It’s okay not to be okay.


May 1st marks the first day of Mental Health Awareness month. According to the CDC, More than 1 in 5 US adults live with a mental illness. Over 1 in 5 youth (ages 13-18) either currently or at some point during their life have had a seriously debilitating mental illness. 

For students like me, stressful items in school can include quizzes, tests, projects, socializing, work, AP tests and so much more, and when the stress gets to be too much, it can lead to burnout.

Many students do not even know how to deal with the large amounts of stress that they have when it comes to the homework assigned or the tests or projects that need to be completed. 

The main message that needs to be conveyed during this month is that it’s okay not to be okay. If school stresses you out and leads to feelings of depression, anxiety and more, that’s okay. 

Where does stigma around mental health originate, and furthermore, why is speaking out about how you feel sometimes too much for a person to do? For the longest time, there were many factors that affected the reaction around mental health, whether that’s societal standards, religion, or even family expectations. 

Although we have gotten better at normalizing mental health struggles, there is still stigma around it that exists in many forms. According to a 2017 study by the British Journal of Psychology , only 16.5 percent of individuals with depression worldwide seek the help they need, significantly lower than the amount of people worldwide who actually battle with depression.

The message with 2017 study is that many of us underestimate what we are actually going through, and start to put up with more than we can handle. During Mental Health Awareness Month, it is important to understand that if you believe that your behavior is indicating a mental illness, that it’s OKAY to go and talk to someone. 

As a student at RAHS, I can feel myself getting stressed out by AP classes and the amount of summative work that I need to get done. Although I can feel when I’m starting to burn out, I feel as though I still need to get my homework done, because the workload is not going to stop for me, which might be the case for most students.
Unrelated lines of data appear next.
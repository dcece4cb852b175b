//! Core domain types and logic.

pub mod price_series;
pub mod strategy;
pub mod engine;
pub mod execution;
pub mod portfolio;
pub mod backtest;
pub mod metrics;
pub mod leveraged;
pub mod config_validation;
pub mod error;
But what needs to be realized by many students is that mental health should be the first priority. If not prioritized, mental health can make school and studying for these tests and summative work just harder.

Additionally, during this month, much can be done to attempt to reduce the stigma around mental illnesses and mental health. You can start by educating yourself on any mental health topics you’re not that aware of or educate others on topics you do know of. 
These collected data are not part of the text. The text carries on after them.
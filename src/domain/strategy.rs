//! Staged buy/sell ladder parameters.

use super::error::LadderError;

/// Parameters of the staged dollar-cost-averaging ladder.
#[derive(Debug, Clone, PartialEq)]
pub struct StrategyConfig {
    /// Dollar size of the first buy in a cycle.
    pub initial_buy_amount: f64,
    /// Growth factor applied to the buy size at each successive drop level.
    pub buy_multiple: f64,
    /// Fraction of current holdings sold at each sell target.
    pub sell_fraction: f64,
    /// Drawdowns from the cycle peak that trigger successive buys.
    pub drop_levels: Vec<f64>,
    /// Multiples of the anchor price that trigger successive sells.
    pub sell_multipliers: Vec<f64>,
}

/// One rung of the sell ladder, resolved against an anchor price.
#[derive(Debug, Clone, Copy, PartialEq)]
pub struct SellTarget {
    pub multiplier: f64,
    pub price: f64,
}

impl Default for StrategyConfig {
    fn default() -> Self {
        StrategyConfig {
            initial_buy_amount: 10_000.0,
            buy_multiple: 2.0,
            sell_fraction: 0.2,
            drop_levels: vec![
                0.25, 0.5, 0.75, 0.875, 0.9375, 0.96875, 0.984375, 0.9921875,
            ],
            sell_multipliers: vec![2.0, 4.0, 8.0, 16.0, 32.0, 64.0, 128.0, 256.0],
        }
    }
}

impl StrategyConfig {
    /// Dollar amount of the buy at ladder `level` (0 = cycle entry).
    pub fn buy_amount(&self, level: usize) -> f64 {
        self.initial_buy_amount * self.buy_multiple.powi(level as i32)
    }

    /// Sell target for ladder index `index`, if the ladder has one.
    pub fn sell_target(&self, anchor: f64, index: usize) -> Option<SellTarget> {
        self.sell_multipliers.get(index).map(|&multiplier| SellTarget {
            multiplier,
            price: anchor * multiplier,
        })
    }

    /// An empty ladder on either side makes the run a no-trade run.
    pub fn is_tradable(&self) -> bool {
        !self.drop_levels.is_empty() && !self.sell_multipliers.is_empty()
    }

    pub fn validate(&self) -> Result<(), LadderError> {
        if !(self.initial_buy_amount.is_finite() && self.initial_buy_amount > 0.0) {
            return Err(LadderError::invalid(
                "strategy",
                "initial_buy_amount",
                "initial_buy_amount must be positive",
            ));
        }
        if !(self.buy_multiple.is_finite() && self.buy_multiple > 1.0) {
            return Err(LadderError::invalid(
                "strategy",
                "buy_multiple",
                "buy_multiple must be greater than 1",
            ));
        }
        if !(self.sell_fraction > 0.0 && self.sell_fraction < 1.0) {
            return Err(LadderError::invalid(
                "strategy",
                "sell_fraction",
                "sell_fraction must be between 0 and 1 (exclusive)",
            ));
        }
        if self.drop_levels.iter().any(|&d| !(d > 0.0 && d < 1.0)) {
            return Err(LadderError::invalid(
                "strategy",
                "drop_levels",
                "each drop level must be between 0 and 1 (exclusive)",
            ));
        }
        if !strictly_increasing(&self.drop_levels) {
            return Err(LadderError::invalid(
                "strategy",
                "drop_levels",
                "drop levels must be strictly increasing",
            ));
        }
        if self
            .sell_multipliers
            .iter()
            .any(|&m| !(m.is_finite() && m > 1.0))
        {
            return Err(LadderError::invalid(
                "strategy",
                "sell_multipliers",
                "each sell multiplier must be greater than 1",
            ));
        }
        if !strictly_increasing(&self.sell_multipliers) {
            return Err(LadderError::invalid(
                "strategy",
                "sell_multipliers",
                "sell multipliers must be strictly increasing",
            ));
        }
        Ok(())
    }
}

fn strictly_increasing(values: &[f64]) -> bool {
    values.windows(2).all(|w| w[0] < w[1])
}

#[cfg(test)]
mod tests {
    use super::*;

    #[test]
    fn default_is_valid() {
        assert!(StrategyConfig::default().validate().is_ok());
    }

    #[test]
    fn buy_amount_grows_geometrically() {
        let config = StrategyConfig {
            initial_buy_amount: 1000.0,
            buy_multiple: 1.5,
            ..StrategyConfig::default()
        };
        assert!((config.buy_amount(0) - 1000.0).abs() < 1e-9);
        assert!((config.buy_amount(1) - 1500.0).abs() < 1e-9);
        assert!((config.buy_amount(3) - 3375.0).abs() < 1e-9);
    }

    #[test]
    fn sell_target_past_ladder_end() {
        let config = StrategyConfig {
            sell_multipliers: vec![2.0, 4.0],
            ..StrategyConfig::default()
        };
        assert_eq!(
            config.sell_target(50.0, 1),
            Some(SellTarget {
                multiplier: 4.0,
                price: 200.0
            })
        );
        assert_eq!(config.sell_target(50.0, 2), None);
    }

    #[test]
    fn empty_ladders_are_valid_but_not_tradable() {
        let config = StrategyConfig {
            drop_levels: vec![],
            ..StrategyConfig::default()
        };
        assert!(config.validate().is_ok());
        assert!(!config.is_tradable());

        let config = StrategyConfig {
            sell_multipliers: vec![],
            ..StrategyConfig::default()
        };
        assert!(!config.is_tradable());
    }

    #[test]
    fn rejects_non_increasing_drop_levels() {
        let config = StrategyConfig {
            drop_levels: vec![0.25, 0.25, 0.5],
            ..StrategyConfig::default()
        };
        let err = config.validate().unwrap_err();
        assert!(matches!(err, LadderError::ConfigInvalid { key, .. } if key == "drop_levels"));
    }

    #[test]
    fn rejects_drop_level_out_of_range() {
        let config = StrategyConfig {
            drop_levels: vec![0.5, 1.0],
            ..StrategyConfig::default()
        };
        assert!(config.validate().is_err());
    }

    #[test]
    fn rejects_sell_multiplier_at_one() {
        let config = StrategyConfig {
            sell_multipliers: vec![1.0, 2.0],
            ..StrategyConfig::default()
        };
        let err = config.validate().unwrap_err();
        assert!(matches!(err, LadderError::ConfigInvalid { key, .. } if key == "sell_multipliers"));
    }

    #[test]
    fn rejects_bad_scalars() {
        let bad = [
            StrategyConfig {
                initial_buy_amount: 0.0,
                ..StrategyConfig::default()
            },
            StrategyConfig {
                buy_multiple: 1.0,
                ..StrategyConfig::default()
            },
            StrategyConfig {
                sell_fraction: 1.0,
                ..StrategyConfig::default()
            },
            StrategyConfig {
                sell_fraction: 0.0,
                ..StrategyConfig::default()
            },
        ];
        for config in bad {
            assert!(config.validate().is_err());
        }
    }
}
Another way to act on this month is focusing on your own self and offering support to those around you who need it.

Many people, including teenagers, need to understand and emphasize to others that mental health is something not to be taken lightly and to inform others why it is important to take care of your mental health. 

Relaxing through many different outlets can alleviate the stress you feel which can help mental health. But this May should be emphasized as the month that we raise awareness for mental health and eliminate the stigma around it.